WHAT YOU WILL DO: Among the lines below, count those containing the word "Result". Give the number only.

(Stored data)
◇ ◇ ◇ ◇ ◇ ◇ ◇

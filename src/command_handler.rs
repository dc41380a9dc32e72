use clap::{value_parser, Arg, ArgAction, ArgMatches, Command};
use anyhow::{Context, Result};
use log::info;
use std::io::Write;
use std::path::PathBuf;

use crate::args::Invocation;
use crate::config::Config;
use crate::error::Error;
use crate::onesky::OneSkyClient;
use crate::report::Reporter;
use crate::transfer;

pub fn handle_transfer<W: Write>(matches: &ArgMatches, out: W) -> Result<()> {
    let action = matches
        .get_one::<String>("action")
        .map(String::as_str)
        .unwrap_or_default();
    let operands: Vec<String> = matches
        .get_many::<String>("operands")
        .map(|values| values.cloned().collect())
        .unwrap_or_default();
    let mut reporter = Reporter::new(out, matches.get_flag("short-paths"));

    // Nothing is read from disk before the action is known to be valid.
    let invocation = match Invocation::parse(action, &operands) {
        Ok(invocation) => invocation,
        Err(Error::InvalidAction { action }) => {
            reporter.invalid_action(&action)?;
            return Err(Error::InvalidAction { action }.into());
        }
        Err(e) => return Err(e.into()),
    };

    let config_path = Config::resolve_path(matches.get_one::<PathBuf>("config").map(PathBuf::as_path));
    let config = Config::load(&config_path)?;
    let invocation = invocation.with_normalized_language(&config.language_mappings());

    info!(
        "Params: {:?} | {} | {} | {} | {}",
        invocation.action,
        invocation.project_id,
        invocation.local_path.display(),
        invocation.remote_file_name,
        invocation.language
    );

    let client = OneSkyClient::new(&config).context("failed to build the OneSky client")?;
    transfer::dispatch(&invocation, &config, &client, &mut reporter)?;

    Ok(())
}

pub fn make_app() -> Command {
    Command::new("onesky-sync")
        .about("Uploads an Android strings file to OneSky, or downloads its translation.")
        .version(env!("CARGO_PKG_VERSION"))
        .arg(
            Arg::new("config")
                .short('c')
                .long("config")
                .value_name("FILE")
                .value_parser(value_parser!(PathBuf))
                .help("Credentials file [default: $ONESKY_CONFIG or onesky_keys.toml]"),
        )
        .arg(
            Arg::new("short-paths")
                .long("short-paths")
                .action(ArgAction::SetTrue)
                .help("Show only the last three components of the local path in the report"),
        )
        .arg(
            Arg::new("verbose")
                .short('v')
                .long("verbose")
                .action(ArgAction::SetTrue)
                .help("Log requests and responses"),
        )
        .arg(
            Arg::new("action")
                .value_name("ACTION")
                .required(true)
                .help("upload or download"),
        )
        .arg(
            Arg::new("operands")
                .value_name("ARGS")
                .num_args(0..)
                .help("[LABEL] <PROJECT_ID> <LOCAL_FILE> <REMOTE_FILE_NAME> <LANGUAGE>"),
        )
}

◇ ◇ ◇ ◇ ◇ ◇ ◇

ANSWER BELOW: 2